> SUPPLIED INFORMATION:
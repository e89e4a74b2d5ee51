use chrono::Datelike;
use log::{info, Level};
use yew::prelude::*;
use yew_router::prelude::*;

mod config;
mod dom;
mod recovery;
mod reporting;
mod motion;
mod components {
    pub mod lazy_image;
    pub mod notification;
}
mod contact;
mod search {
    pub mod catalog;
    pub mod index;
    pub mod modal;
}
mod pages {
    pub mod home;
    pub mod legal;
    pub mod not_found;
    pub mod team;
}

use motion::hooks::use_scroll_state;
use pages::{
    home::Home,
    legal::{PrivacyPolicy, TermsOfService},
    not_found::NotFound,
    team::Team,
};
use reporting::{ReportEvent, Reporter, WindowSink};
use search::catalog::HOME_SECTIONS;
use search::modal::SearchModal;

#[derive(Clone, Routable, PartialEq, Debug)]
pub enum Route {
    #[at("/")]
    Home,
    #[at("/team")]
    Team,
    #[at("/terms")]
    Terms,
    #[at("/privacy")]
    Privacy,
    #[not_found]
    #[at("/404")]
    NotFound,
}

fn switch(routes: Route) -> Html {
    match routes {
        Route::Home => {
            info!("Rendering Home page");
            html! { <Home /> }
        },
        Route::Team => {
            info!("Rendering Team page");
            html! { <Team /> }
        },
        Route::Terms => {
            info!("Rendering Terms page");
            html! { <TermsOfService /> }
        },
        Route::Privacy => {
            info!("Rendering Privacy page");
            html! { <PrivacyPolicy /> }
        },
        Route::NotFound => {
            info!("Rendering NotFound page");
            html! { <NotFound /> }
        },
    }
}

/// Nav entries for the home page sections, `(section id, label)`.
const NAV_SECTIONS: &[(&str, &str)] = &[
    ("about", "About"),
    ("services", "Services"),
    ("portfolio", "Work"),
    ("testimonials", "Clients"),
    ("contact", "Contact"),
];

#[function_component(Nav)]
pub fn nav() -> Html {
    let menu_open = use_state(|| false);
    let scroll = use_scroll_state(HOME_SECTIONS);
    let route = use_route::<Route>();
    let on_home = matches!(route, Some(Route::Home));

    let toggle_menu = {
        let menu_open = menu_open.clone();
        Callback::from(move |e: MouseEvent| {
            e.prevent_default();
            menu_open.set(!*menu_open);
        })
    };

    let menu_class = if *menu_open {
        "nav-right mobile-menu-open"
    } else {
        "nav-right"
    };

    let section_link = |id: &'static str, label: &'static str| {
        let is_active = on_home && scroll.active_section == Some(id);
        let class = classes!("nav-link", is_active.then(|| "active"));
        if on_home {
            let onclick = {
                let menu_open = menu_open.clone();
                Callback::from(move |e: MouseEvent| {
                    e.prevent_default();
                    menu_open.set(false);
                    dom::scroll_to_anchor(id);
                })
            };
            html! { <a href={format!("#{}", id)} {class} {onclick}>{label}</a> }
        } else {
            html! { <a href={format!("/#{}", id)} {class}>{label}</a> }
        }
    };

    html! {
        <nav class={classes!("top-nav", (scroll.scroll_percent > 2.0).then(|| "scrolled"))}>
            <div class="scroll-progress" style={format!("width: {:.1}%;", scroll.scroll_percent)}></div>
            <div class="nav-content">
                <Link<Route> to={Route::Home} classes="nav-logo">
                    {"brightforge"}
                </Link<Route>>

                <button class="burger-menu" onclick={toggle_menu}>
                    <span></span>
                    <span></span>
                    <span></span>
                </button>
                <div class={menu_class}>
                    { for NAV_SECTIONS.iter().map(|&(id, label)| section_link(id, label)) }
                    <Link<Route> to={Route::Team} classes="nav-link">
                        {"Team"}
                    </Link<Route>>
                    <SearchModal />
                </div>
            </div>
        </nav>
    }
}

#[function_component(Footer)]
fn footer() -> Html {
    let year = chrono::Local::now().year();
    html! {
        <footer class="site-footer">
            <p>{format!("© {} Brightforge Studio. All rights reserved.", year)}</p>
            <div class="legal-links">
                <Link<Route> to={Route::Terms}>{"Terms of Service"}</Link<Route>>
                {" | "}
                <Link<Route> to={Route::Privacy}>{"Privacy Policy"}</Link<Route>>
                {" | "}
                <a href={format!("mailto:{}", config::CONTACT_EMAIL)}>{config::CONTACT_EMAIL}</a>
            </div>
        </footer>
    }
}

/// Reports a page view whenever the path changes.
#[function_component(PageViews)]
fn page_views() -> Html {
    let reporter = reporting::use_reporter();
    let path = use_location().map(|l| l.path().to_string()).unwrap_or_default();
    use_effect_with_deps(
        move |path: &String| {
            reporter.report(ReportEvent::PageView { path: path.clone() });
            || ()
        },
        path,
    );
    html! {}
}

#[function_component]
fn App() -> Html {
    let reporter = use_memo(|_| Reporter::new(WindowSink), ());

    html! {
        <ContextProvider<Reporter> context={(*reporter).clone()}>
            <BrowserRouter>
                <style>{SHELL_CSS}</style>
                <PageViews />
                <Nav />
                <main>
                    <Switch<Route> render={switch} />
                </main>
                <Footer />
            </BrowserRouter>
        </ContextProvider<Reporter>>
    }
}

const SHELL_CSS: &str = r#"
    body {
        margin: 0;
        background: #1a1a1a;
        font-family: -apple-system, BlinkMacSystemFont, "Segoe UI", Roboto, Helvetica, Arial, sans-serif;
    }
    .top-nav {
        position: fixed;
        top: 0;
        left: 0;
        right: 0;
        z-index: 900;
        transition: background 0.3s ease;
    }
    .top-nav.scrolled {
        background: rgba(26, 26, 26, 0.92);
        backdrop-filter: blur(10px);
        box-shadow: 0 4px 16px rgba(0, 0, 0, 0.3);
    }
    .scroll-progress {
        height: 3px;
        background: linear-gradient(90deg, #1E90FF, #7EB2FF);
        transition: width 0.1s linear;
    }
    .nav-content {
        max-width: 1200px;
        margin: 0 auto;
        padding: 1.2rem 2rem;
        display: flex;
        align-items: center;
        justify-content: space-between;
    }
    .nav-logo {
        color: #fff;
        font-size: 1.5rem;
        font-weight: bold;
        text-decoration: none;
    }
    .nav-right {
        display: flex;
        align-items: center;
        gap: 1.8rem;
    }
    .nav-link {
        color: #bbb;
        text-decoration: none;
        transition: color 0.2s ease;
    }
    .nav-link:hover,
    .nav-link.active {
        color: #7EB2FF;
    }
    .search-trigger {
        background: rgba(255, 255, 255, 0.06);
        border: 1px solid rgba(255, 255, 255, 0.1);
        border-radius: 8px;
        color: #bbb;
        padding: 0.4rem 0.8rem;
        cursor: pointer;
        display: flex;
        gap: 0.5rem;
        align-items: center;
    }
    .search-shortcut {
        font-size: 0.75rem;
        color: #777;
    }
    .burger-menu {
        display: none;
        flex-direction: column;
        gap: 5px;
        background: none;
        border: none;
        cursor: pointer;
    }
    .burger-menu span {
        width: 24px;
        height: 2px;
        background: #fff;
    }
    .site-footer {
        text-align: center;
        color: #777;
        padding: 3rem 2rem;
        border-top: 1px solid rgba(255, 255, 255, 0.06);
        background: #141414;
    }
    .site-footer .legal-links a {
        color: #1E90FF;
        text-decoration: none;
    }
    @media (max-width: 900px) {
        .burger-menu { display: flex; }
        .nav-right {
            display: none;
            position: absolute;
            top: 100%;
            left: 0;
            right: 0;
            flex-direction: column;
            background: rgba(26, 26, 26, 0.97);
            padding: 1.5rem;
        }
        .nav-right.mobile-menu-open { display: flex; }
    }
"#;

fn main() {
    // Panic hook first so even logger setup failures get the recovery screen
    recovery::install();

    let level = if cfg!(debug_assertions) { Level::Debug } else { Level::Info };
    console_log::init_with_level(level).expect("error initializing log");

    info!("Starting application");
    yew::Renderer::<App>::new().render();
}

> EXERCISE GOAL: Copy out every line from the material above in which the word "const" appears.

> RESPONSE AREA:
const NAV_SECTIONS: &[(&str, &str)] = &[
const SHELL_CSS: &str = r#"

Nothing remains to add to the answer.